• Task directions
Show every line in the entries below where the word "filename" appears.

Stored data:

»»

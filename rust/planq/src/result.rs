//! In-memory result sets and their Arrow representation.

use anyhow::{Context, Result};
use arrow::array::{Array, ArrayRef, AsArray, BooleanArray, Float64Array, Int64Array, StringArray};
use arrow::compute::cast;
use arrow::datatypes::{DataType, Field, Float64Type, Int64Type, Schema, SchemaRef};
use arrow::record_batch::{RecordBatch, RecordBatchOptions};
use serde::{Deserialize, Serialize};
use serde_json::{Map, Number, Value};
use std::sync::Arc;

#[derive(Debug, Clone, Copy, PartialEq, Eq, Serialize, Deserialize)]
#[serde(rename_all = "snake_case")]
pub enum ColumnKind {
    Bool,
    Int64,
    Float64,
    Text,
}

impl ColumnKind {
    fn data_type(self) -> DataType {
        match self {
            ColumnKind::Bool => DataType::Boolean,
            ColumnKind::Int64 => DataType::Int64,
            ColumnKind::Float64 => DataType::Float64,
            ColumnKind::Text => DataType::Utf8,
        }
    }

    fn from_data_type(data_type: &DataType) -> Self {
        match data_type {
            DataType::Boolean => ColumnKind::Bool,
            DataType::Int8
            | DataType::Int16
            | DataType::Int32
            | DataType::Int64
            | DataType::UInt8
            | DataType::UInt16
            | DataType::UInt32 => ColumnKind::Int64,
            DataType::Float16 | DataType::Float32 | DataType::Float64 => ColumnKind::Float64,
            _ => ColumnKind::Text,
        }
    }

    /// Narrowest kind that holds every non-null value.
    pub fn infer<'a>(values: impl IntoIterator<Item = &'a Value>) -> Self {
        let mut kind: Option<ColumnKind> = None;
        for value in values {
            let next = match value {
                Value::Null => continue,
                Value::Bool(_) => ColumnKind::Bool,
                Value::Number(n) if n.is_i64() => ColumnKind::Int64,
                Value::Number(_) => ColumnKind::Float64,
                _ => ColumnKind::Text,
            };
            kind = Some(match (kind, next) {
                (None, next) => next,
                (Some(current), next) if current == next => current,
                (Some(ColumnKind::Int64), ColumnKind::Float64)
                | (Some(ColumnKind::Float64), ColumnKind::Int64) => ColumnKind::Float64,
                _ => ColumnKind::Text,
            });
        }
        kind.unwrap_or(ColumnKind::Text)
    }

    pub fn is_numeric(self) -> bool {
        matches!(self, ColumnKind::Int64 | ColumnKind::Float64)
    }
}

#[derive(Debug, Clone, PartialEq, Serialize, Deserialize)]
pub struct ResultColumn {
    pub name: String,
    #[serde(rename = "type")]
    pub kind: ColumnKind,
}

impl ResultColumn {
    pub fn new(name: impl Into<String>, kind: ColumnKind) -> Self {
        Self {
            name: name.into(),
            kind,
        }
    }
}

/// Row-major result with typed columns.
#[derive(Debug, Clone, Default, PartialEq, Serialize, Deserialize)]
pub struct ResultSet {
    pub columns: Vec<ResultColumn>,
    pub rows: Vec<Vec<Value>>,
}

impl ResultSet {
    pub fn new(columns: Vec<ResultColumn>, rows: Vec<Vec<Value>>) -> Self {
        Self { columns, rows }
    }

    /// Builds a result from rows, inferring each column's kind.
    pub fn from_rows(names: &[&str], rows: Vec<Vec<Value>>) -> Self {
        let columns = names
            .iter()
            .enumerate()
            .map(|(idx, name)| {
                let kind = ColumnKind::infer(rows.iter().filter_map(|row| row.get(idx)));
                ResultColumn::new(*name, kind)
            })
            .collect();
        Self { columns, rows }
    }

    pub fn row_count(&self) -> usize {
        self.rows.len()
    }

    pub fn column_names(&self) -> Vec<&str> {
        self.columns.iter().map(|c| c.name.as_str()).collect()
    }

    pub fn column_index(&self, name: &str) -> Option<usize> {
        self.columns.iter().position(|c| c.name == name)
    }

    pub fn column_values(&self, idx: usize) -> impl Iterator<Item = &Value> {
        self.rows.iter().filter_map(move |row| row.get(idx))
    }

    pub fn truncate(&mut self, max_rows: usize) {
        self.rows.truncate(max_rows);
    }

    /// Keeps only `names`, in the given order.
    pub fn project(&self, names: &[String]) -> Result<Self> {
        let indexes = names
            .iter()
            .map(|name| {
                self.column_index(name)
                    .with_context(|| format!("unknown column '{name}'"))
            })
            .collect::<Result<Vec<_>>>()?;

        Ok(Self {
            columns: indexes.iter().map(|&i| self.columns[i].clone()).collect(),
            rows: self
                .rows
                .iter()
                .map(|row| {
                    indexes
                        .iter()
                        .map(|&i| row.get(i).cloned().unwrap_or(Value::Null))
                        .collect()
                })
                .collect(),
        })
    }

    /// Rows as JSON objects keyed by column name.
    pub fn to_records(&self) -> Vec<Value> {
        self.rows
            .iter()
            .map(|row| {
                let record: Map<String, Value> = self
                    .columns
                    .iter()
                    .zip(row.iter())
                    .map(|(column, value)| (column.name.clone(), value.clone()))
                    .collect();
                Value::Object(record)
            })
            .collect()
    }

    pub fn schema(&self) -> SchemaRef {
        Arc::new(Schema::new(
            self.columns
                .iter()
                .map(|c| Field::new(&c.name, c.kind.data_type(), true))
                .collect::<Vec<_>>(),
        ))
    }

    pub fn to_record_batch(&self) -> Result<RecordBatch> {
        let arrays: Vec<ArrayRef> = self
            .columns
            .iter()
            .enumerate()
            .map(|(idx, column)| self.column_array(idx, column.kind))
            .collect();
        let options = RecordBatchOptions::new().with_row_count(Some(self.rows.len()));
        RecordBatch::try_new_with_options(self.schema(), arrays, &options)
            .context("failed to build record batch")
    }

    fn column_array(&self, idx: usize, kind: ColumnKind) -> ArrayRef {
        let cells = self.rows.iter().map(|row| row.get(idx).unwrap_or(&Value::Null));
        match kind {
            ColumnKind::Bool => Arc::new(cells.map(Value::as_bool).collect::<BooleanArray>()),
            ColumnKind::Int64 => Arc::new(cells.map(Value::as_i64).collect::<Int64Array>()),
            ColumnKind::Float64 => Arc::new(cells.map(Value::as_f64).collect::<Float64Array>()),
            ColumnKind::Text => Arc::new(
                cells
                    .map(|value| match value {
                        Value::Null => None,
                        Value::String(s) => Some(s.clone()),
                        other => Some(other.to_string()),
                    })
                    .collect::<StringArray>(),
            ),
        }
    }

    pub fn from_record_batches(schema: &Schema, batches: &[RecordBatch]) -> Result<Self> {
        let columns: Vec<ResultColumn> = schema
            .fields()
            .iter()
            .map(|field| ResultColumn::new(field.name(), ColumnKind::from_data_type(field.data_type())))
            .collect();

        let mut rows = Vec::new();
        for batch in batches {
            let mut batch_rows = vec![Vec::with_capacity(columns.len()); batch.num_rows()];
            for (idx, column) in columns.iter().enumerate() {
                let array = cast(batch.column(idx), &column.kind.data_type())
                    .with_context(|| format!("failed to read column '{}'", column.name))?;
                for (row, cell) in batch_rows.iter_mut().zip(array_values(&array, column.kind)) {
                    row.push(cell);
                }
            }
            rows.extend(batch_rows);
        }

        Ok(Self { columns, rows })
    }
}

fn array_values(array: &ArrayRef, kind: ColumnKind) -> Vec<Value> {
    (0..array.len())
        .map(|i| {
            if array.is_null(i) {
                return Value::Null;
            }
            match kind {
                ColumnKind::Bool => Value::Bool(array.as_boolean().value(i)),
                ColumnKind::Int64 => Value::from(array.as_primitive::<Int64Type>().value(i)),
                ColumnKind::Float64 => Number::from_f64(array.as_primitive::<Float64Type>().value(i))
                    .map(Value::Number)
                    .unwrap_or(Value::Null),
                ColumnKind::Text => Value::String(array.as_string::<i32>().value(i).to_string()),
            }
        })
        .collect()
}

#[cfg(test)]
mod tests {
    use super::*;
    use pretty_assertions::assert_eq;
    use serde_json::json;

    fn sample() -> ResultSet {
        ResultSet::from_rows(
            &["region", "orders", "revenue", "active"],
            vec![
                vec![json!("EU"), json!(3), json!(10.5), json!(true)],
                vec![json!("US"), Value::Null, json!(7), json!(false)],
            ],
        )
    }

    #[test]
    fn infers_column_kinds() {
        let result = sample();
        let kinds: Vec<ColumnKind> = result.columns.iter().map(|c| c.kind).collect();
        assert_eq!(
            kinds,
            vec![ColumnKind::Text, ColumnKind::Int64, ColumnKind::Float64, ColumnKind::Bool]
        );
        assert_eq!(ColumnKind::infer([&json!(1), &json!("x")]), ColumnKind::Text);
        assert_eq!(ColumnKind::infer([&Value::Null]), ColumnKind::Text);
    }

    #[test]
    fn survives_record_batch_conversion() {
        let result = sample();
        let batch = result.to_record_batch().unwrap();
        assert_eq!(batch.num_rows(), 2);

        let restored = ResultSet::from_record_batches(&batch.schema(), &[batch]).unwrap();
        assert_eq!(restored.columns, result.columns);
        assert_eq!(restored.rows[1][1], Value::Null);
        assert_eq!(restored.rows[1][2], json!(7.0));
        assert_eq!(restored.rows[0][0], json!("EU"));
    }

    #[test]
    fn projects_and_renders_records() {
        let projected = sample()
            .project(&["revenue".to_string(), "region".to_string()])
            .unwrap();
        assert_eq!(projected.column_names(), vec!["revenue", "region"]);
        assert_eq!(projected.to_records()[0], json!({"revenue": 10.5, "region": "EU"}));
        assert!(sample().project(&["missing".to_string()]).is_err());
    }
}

««
»»

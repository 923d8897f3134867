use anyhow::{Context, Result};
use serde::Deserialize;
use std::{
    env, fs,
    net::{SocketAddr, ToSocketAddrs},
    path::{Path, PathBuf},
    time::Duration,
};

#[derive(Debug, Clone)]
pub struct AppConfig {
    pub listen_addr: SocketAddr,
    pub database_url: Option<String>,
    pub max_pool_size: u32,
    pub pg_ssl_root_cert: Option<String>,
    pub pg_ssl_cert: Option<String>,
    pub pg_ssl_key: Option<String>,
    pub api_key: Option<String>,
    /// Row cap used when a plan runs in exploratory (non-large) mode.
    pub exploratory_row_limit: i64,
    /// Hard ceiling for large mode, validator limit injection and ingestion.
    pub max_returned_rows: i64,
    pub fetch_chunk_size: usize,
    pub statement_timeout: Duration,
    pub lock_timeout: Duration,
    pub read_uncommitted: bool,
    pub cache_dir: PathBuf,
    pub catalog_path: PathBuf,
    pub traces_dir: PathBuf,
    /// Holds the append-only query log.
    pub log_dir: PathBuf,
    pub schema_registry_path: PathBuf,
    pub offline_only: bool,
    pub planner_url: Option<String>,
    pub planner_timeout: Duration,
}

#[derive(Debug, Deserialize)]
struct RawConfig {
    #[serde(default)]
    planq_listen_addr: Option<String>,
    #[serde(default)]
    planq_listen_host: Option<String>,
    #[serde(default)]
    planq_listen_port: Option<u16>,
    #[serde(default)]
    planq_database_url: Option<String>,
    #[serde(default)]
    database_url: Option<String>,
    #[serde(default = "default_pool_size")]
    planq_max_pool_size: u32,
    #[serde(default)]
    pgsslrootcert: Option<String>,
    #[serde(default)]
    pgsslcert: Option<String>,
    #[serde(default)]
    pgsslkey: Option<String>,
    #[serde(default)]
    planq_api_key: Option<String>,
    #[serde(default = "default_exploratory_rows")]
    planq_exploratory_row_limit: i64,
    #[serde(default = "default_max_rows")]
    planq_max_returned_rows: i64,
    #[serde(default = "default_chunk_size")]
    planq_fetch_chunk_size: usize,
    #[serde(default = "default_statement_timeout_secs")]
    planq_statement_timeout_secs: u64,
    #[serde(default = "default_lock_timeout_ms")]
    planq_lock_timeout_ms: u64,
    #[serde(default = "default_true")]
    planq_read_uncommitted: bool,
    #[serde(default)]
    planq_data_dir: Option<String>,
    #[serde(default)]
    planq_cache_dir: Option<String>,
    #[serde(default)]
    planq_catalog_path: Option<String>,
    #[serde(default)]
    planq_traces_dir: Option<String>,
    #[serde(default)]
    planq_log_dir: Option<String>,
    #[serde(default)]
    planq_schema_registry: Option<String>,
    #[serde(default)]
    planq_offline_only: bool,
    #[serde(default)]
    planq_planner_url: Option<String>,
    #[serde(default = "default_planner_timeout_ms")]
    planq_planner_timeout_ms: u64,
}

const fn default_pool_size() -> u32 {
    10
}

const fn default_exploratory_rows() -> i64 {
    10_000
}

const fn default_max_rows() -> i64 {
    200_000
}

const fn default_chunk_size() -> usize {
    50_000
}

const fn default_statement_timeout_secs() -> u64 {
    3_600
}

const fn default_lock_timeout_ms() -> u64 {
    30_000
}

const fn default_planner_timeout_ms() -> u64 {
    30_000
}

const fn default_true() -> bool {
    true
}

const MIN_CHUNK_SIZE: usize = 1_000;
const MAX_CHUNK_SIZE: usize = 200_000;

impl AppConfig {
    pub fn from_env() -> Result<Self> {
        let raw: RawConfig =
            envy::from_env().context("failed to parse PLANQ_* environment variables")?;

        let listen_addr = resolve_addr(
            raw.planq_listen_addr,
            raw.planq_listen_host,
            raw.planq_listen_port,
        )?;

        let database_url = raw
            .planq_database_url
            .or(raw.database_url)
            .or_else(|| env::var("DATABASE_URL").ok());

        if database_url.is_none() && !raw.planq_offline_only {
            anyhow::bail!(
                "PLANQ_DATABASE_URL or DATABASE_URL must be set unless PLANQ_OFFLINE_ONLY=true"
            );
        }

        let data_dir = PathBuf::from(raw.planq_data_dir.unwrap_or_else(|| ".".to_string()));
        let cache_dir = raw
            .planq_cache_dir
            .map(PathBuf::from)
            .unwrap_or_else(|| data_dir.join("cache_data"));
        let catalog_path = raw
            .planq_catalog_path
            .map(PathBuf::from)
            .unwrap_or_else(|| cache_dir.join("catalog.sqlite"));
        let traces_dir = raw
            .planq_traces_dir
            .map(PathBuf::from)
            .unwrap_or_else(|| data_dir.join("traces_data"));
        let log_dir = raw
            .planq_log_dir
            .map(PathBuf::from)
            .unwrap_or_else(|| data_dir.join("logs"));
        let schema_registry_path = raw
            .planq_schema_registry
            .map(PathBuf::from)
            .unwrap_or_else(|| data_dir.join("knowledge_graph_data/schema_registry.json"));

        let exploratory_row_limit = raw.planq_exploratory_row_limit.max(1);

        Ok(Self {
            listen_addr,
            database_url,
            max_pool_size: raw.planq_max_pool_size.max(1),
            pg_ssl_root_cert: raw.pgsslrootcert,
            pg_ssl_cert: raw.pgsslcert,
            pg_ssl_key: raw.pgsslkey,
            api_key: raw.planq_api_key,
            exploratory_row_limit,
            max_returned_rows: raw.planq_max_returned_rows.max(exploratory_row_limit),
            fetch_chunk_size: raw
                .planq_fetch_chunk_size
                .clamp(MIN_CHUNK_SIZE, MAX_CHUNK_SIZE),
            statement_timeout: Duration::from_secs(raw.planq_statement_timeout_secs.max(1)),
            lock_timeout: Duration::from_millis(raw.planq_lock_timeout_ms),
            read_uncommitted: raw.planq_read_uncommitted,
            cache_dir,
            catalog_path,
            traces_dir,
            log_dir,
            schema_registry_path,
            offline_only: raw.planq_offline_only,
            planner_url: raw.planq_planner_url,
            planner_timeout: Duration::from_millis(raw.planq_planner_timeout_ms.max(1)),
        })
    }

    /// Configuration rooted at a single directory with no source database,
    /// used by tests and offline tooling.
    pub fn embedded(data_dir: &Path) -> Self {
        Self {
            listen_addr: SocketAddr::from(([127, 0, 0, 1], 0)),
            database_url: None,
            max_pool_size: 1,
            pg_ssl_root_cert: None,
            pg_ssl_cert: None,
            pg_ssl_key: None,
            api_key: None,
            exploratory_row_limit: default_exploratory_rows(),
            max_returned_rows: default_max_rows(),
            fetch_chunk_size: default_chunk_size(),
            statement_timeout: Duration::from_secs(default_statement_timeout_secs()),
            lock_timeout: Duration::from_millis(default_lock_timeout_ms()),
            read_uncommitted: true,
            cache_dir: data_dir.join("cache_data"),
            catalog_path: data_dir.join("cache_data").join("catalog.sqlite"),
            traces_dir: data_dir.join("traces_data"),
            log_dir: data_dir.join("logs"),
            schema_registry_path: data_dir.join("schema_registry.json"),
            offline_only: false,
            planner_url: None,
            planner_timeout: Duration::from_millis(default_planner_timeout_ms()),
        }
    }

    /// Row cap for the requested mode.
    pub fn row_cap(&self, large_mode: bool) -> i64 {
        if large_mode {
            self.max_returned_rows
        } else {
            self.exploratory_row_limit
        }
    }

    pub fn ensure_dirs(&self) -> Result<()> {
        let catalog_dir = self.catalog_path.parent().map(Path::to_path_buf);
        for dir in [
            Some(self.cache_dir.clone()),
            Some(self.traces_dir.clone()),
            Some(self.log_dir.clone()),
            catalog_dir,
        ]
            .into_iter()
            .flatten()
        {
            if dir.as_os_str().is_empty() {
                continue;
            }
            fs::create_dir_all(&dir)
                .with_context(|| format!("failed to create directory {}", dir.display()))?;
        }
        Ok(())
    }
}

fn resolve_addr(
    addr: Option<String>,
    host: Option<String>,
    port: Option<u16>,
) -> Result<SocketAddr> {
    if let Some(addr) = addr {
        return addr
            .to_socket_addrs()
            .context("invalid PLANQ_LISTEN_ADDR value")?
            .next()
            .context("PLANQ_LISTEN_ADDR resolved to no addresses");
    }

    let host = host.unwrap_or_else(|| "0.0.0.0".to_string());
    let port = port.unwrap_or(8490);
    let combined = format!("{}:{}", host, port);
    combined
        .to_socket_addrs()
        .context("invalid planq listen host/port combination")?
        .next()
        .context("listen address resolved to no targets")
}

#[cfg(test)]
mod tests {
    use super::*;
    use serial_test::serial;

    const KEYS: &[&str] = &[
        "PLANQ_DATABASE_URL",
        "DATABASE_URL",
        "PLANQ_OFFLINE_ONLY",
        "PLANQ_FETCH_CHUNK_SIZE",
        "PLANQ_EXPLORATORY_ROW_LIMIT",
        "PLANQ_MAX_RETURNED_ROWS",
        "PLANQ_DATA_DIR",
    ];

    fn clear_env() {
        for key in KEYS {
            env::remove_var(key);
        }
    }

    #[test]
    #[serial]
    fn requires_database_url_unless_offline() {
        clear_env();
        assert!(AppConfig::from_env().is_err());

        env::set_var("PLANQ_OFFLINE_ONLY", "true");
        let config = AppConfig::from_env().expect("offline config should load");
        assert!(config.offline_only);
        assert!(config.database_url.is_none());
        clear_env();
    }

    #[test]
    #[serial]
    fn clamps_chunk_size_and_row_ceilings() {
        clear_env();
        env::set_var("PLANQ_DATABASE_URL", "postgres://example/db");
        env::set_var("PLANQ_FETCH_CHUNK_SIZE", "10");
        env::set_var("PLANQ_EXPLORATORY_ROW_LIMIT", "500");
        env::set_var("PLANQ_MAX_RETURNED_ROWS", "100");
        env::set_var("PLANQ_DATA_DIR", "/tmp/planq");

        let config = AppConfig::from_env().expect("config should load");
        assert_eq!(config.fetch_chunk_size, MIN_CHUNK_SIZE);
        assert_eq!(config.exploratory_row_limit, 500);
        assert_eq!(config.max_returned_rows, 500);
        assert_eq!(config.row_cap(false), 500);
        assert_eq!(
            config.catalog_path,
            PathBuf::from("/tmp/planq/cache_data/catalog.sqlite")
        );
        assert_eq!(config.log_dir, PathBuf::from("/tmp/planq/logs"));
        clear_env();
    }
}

««
»»

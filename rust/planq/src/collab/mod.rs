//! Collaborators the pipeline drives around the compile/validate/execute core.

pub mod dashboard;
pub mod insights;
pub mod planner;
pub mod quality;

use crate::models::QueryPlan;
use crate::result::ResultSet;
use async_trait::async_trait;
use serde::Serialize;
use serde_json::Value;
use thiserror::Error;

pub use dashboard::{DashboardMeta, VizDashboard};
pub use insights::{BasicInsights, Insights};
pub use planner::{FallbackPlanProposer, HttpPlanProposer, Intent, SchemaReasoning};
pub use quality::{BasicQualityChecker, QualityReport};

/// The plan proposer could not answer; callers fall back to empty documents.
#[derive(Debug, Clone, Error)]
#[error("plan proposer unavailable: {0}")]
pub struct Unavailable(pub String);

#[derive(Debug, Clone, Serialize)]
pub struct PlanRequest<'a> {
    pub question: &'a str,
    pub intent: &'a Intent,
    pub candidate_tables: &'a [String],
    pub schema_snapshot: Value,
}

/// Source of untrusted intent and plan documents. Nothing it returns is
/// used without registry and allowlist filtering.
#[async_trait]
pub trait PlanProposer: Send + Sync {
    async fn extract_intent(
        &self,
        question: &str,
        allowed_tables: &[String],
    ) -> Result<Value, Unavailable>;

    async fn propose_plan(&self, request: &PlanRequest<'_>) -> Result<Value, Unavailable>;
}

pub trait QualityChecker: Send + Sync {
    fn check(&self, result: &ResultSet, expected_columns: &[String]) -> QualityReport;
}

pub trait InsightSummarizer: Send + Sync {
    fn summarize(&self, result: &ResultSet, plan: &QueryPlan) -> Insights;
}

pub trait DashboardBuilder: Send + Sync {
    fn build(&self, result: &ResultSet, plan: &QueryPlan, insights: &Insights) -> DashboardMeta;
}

««

• Solved problem
filename rust/planq/src/result.rs
filename rust/planq/src/collab/mod.rs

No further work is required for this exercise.